■ Task prompt ■
In the data below, the answer is the run of lines from the line containing "filename src/sync/slist.rs" through the line containing "pub fn get(&mut", both included; print it exactly and nothing else.
Supplied material: Begin
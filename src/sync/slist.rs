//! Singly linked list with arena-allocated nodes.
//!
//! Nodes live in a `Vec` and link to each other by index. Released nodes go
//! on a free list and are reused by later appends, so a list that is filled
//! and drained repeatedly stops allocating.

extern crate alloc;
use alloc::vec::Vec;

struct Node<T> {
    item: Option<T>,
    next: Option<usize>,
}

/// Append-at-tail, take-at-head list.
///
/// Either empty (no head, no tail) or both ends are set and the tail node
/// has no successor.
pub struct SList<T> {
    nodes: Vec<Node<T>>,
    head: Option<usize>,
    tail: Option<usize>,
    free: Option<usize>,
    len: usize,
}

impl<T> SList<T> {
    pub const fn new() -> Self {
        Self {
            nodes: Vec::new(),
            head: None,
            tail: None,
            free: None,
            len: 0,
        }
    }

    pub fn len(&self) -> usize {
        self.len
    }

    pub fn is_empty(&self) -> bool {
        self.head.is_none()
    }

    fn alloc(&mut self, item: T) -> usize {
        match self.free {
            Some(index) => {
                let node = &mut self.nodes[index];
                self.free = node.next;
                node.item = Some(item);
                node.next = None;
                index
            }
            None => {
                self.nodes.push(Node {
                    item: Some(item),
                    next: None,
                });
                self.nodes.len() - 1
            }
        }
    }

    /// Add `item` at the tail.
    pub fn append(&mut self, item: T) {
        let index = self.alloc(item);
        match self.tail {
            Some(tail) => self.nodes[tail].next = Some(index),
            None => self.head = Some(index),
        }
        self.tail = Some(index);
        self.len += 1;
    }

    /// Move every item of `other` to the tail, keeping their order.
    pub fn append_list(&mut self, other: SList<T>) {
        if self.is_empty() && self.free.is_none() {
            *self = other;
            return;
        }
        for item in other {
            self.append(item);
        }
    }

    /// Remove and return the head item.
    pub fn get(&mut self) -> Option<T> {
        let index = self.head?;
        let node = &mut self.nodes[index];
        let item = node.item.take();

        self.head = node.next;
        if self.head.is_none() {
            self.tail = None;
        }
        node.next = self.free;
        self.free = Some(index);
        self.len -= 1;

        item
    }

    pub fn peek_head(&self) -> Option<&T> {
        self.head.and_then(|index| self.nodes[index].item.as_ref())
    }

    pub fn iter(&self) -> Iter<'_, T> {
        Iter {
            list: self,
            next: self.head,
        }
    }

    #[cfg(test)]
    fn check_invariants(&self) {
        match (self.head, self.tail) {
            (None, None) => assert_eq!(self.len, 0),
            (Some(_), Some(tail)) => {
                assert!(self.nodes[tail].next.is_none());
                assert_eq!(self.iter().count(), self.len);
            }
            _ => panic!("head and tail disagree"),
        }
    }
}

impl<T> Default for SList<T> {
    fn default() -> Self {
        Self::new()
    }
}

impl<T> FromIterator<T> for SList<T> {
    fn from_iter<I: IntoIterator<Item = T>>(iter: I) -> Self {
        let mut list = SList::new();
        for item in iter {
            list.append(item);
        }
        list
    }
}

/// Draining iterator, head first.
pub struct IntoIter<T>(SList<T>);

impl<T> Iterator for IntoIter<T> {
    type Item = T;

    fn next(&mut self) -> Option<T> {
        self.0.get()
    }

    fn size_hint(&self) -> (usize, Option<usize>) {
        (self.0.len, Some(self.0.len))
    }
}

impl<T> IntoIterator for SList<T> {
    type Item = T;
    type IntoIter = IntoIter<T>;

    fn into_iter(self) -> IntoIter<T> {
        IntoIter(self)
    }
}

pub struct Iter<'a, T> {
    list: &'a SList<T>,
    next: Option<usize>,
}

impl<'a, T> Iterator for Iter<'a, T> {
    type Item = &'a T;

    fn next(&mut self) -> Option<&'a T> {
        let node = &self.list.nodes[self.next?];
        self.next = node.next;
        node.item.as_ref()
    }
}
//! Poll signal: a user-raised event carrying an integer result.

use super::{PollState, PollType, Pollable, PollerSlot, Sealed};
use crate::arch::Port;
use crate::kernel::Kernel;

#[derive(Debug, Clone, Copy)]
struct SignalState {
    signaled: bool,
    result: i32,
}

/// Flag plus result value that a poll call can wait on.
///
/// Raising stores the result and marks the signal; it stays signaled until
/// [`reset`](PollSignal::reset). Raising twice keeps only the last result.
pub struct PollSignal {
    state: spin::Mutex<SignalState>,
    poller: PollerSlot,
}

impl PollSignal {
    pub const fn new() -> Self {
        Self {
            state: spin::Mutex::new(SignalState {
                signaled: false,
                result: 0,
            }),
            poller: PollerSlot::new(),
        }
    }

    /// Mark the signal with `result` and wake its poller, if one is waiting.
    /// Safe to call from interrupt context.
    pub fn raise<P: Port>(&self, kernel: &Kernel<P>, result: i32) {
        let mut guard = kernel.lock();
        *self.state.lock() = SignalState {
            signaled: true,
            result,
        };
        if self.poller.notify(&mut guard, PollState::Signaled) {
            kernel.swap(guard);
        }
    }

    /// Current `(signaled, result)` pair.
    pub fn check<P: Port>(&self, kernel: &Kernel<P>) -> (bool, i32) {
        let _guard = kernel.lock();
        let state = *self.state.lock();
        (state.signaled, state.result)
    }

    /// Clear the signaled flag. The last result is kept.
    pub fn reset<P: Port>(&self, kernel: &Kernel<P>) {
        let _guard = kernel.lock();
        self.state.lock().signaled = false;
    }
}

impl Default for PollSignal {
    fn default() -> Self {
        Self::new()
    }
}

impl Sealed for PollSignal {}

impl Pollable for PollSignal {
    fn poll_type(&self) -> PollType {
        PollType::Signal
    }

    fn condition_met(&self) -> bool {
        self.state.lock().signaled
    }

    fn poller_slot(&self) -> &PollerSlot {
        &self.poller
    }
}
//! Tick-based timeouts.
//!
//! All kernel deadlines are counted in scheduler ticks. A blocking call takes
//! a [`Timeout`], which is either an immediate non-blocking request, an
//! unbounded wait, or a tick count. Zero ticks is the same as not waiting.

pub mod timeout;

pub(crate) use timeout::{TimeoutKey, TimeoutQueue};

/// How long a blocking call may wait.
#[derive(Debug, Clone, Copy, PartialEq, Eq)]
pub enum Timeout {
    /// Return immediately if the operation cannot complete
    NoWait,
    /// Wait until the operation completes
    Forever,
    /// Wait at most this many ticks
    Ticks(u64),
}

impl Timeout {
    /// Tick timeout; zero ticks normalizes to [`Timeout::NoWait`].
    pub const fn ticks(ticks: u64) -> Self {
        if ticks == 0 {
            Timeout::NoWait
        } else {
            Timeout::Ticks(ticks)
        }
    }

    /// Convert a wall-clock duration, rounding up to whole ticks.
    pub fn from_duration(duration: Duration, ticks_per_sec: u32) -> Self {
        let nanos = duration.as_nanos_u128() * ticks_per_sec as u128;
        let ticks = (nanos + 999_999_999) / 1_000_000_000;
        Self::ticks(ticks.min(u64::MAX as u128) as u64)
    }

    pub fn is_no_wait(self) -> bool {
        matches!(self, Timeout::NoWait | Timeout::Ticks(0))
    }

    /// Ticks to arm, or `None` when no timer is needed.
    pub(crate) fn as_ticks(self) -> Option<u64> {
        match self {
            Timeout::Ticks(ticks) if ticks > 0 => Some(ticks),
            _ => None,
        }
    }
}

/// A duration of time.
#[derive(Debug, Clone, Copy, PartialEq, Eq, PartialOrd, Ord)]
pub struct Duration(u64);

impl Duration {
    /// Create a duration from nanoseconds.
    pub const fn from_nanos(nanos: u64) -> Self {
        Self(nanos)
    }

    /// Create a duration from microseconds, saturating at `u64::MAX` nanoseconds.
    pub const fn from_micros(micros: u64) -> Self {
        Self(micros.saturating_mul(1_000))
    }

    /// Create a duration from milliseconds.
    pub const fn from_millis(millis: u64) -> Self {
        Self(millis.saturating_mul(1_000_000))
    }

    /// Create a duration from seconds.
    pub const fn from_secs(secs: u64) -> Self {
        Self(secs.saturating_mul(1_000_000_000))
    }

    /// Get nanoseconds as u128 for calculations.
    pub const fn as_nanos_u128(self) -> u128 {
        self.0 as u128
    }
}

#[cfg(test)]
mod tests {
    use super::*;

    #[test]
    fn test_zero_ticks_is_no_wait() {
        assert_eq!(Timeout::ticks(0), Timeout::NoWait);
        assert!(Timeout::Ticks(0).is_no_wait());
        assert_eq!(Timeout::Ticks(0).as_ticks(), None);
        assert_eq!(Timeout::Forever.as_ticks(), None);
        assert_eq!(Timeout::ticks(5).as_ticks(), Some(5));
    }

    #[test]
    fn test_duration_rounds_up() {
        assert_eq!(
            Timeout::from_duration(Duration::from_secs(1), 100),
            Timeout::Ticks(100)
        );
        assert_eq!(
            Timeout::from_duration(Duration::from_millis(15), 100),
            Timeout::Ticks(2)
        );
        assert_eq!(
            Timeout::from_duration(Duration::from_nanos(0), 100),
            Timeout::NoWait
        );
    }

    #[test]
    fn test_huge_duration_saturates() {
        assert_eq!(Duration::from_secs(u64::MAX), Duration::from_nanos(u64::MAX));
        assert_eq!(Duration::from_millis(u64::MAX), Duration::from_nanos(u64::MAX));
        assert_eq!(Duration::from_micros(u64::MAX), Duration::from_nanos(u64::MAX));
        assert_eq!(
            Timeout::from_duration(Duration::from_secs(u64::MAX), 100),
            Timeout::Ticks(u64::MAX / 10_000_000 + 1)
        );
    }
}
Supplied material: End
Supplied material: Begin
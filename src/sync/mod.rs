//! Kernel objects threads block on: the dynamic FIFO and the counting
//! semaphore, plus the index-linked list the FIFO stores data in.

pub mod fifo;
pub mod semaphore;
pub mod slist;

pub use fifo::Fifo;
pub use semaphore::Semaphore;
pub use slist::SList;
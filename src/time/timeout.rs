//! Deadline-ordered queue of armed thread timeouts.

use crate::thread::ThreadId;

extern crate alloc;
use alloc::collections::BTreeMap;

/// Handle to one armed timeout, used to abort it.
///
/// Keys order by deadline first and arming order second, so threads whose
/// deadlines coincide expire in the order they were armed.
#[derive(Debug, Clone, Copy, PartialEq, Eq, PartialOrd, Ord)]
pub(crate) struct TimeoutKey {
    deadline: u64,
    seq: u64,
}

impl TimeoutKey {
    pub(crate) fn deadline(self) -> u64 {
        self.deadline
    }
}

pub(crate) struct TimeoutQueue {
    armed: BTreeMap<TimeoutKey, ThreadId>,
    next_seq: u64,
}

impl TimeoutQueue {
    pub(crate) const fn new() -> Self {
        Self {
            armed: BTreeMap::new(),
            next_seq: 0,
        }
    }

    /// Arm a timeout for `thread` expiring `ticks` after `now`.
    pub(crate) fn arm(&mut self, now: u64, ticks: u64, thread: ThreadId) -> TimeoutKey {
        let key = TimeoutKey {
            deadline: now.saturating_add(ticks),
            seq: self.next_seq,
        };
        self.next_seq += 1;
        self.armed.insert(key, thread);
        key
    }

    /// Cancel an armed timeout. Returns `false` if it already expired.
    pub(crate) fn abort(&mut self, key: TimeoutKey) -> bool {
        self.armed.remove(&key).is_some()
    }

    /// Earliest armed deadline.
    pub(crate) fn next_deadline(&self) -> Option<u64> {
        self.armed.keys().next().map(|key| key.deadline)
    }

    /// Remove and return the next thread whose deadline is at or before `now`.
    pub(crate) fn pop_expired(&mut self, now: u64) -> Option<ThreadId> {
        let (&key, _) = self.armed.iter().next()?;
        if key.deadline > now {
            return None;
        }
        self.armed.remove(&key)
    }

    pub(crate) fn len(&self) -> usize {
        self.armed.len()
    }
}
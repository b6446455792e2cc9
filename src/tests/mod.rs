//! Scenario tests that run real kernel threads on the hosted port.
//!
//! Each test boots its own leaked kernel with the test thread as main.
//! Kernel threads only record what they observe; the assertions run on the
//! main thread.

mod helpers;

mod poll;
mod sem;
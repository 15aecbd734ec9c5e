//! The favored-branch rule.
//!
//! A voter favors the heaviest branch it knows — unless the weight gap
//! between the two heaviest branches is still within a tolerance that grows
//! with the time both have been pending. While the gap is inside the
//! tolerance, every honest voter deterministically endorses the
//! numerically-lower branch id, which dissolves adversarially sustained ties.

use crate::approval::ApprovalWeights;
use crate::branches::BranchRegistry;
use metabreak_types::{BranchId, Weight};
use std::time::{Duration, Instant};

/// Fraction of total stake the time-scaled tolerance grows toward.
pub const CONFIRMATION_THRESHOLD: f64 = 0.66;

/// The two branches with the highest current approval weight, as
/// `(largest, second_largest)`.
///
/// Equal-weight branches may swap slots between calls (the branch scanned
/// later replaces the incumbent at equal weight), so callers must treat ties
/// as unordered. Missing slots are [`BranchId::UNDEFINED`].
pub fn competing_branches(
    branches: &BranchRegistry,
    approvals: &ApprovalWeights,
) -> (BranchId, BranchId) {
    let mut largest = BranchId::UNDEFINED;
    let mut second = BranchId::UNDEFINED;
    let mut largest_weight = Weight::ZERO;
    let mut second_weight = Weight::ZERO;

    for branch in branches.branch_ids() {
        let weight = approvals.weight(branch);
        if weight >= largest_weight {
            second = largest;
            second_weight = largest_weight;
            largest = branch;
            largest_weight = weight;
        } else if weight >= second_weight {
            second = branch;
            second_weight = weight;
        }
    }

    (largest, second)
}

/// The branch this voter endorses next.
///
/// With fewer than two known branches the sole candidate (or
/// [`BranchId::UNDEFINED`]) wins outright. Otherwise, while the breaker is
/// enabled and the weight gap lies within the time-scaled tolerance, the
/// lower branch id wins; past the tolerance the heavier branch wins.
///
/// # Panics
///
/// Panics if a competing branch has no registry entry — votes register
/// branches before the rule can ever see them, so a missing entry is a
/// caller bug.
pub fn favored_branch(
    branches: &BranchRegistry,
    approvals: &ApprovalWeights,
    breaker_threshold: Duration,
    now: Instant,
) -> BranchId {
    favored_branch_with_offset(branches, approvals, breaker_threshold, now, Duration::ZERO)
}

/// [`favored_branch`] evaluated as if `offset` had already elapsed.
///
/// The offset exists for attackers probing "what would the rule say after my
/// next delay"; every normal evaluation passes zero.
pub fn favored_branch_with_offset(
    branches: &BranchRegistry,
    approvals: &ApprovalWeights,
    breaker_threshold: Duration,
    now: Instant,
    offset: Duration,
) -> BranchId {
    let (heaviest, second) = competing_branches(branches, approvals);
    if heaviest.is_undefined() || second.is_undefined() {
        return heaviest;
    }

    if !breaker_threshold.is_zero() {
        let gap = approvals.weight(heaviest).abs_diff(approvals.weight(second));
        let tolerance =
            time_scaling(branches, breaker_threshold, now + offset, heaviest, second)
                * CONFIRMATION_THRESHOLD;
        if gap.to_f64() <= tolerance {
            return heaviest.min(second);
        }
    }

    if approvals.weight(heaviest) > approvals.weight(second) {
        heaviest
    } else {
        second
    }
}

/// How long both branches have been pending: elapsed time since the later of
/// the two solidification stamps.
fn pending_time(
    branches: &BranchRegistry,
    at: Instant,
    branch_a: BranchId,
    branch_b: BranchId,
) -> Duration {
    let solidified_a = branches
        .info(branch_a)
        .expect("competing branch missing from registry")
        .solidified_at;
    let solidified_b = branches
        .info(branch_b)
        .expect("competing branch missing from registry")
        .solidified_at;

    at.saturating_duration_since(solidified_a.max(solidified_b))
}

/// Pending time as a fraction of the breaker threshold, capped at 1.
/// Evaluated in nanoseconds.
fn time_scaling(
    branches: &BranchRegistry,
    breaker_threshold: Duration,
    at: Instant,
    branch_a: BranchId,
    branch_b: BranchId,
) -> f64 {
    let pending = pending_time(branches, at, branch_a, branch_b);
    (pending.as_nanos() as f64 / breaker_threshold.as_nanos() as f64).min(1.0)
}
Supplied material: End
Supplied material: Begin
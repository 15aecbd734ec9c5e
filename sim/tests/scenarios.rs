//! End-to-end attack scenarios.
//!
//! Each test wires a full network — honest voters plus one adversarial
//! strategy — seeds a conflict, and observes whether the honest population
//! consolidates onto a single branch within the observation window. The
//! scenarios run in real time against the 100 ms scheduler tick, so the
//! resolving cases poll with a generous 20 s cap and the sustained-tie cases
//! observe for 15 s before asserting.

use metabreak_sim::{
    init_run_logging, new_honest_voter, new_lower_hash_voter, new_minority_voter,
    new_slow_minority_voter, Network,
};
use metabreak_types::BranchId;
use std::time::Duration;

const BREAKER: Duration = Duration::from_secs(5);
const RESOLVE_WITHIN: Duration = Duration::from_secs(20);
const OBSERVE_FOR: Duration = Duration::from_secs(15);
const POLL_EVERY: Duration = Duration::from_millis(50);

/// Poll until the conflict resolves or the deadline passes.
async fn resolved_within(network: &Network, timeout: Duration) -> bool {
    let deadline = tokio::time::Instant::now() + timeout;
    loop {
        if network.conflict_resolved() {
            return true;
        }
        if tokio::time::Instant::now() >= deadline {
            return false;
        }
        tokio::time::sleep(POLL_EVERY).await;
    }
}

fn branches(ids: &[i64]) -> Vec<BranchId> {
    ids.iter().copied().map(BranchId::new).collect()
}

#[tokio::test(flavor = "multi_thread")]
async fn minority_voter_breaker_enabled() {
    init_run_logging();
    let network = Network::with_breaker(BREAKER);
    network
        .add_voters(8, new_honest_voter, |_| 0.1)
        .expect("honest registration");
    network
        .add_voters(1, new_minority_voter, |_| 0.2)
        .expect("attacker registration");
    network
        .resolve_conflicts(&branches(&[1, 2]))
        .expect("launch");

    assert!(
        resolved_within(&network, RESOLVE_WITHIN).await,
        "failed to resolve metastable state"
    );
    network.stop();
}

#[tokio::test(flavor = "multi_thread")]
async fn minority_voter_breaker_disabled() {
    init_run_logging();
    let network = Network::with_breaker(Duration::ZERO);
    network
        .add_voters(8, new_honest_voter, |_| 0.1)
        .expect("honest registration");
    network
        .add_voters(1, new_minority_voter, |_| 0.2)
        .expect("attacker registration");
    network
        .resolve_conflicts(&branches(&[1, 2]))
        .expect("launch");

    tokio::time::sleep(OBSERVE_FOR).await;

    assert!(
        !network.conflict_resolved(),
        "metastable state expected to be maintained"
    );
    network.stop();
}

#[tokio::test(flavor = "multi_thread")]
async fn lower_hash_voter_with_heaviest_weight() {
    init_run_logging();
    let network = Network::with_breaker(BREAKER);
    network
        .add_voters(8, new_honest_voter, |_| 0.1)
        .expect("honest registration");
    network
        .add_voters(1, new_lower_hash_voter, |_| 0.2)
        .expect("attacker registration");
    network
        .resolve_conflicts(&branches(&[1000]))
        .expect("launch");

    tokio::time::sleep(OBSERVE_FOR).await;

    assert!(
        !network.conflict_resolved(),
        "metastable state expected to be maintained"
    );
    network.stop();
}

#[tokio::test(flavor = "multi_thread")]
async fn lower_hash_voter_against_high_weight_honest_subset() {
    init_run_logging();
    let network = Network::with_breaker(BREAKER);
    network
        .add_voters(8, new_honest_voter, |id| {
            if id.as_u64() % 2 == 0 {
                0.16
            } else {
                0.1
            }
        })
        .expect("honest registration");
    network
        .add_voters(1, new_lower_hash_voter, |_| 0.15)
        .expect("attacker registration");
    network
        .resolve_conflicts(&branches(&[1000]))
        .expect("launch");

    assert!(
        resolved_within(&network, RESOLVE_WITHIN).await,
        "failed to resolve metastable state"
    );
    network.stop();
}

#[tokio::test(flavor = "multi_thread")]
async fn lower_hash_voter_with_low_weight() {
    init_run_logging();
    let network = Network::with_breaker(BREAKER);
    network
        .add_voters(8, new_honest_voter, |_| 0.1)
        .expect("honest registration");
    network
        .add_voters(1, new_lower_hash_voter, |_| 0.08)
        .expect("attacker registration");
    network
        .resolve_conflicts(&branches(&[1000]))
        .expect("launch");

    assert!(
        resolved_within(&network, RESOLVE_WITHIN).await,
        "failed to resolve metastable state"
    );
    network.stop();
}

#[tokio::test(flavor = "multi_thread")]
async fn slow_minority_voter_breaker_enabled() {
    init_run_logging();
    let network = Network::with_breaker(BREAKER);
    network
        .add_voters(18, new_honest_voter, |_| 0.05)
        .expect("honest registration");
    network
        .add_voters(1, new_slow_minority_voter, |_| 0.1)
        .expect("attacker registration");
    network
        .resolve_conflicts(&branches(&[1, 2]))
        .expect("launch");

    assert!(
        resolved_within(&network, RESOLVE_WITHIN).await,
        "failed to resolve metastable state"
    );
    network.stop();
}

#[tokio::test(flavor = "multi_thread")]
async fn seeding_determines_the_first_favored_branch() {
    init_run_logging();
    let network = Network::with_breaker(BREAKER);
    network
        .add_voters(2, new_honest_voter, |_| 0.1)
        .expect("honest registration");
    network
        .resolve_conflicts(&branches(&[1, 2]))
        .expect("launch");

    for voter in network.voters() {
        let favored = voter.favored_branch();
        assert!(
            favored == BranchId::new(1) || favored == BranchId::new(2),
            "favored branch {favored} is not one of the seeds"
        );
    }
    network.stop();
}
Supplied material: End
■ Answer section ■
filename src/sync/slist.rs
//! Singly linked list with arena-allocated nodes.
//!
//! Nodes live in a `Vec` and link to each other by index. Released nodes go
//! on a free list and are reused by later appends, so a list that is filled
//! and drained repeatedly stops allocating.

extern crate alloc;
use alloc::vec::Vec;

struct Node<T> {
    item: Option<T>,
    next: Option<usize>,
}

/// Append-at-tail, take-at-head list.
///
/// Either empty (no head, no tail) or both ends are set and the tail node
/// has no successor.
pub struct SList<T> {
    nodes: Vec<Node<T>>,
    head: Option<usize>,
    tail: Option<usize>,
    free: Option<usize>,
    len: usize,
}

impl<T> SList<T> {
    pub const fn new() -> Self {
        Self {
            nodes: Vec::new(),
            head: None,
            tail: None,
            free: None,
            len: 0,
        }
    }

    pub fn len(&self) -> usize {
        self.len
    }

    pub fn is_empty(&self) -> bool {
        self.head.is_none()
    }

    fn alloc(&mut self, item: T) -> usize {
        match self.free {
            Some(index) => {
                let node = &mut self.nodes[index];
                self.free = node.next;
                node.item = Some(item);
                node.next = None;
                index
            }
            None => {
                self.nodes.push(Node {
                    item: Some(item),
                    next: None,
                });
                self.nodes.len() - 1
            }
        }
    }

    /// Add `item` at the tail.
    pub fn append(&mut self, item: T) {
        let index = self.alloc(item);
        match self.tail {
            Some(tail) => self.nodes[tail].next = Some(index),
            None => self.head = Some(index),
        }
        self.tail = Some(index);
        self.len += 1;
    }

    /// Move every item of `other` to the tail, keeping their order.
    pub fn append_list(&mut self, other: SList<T>) {
        if self.is_empty() && self.free.is_none() {
            *self = other;
            return;
        }
        for item in other {
            self.append(item);
        }
    }

    /// Remove and return the head item.
    pub fn get(&mut self) -> Option<T> {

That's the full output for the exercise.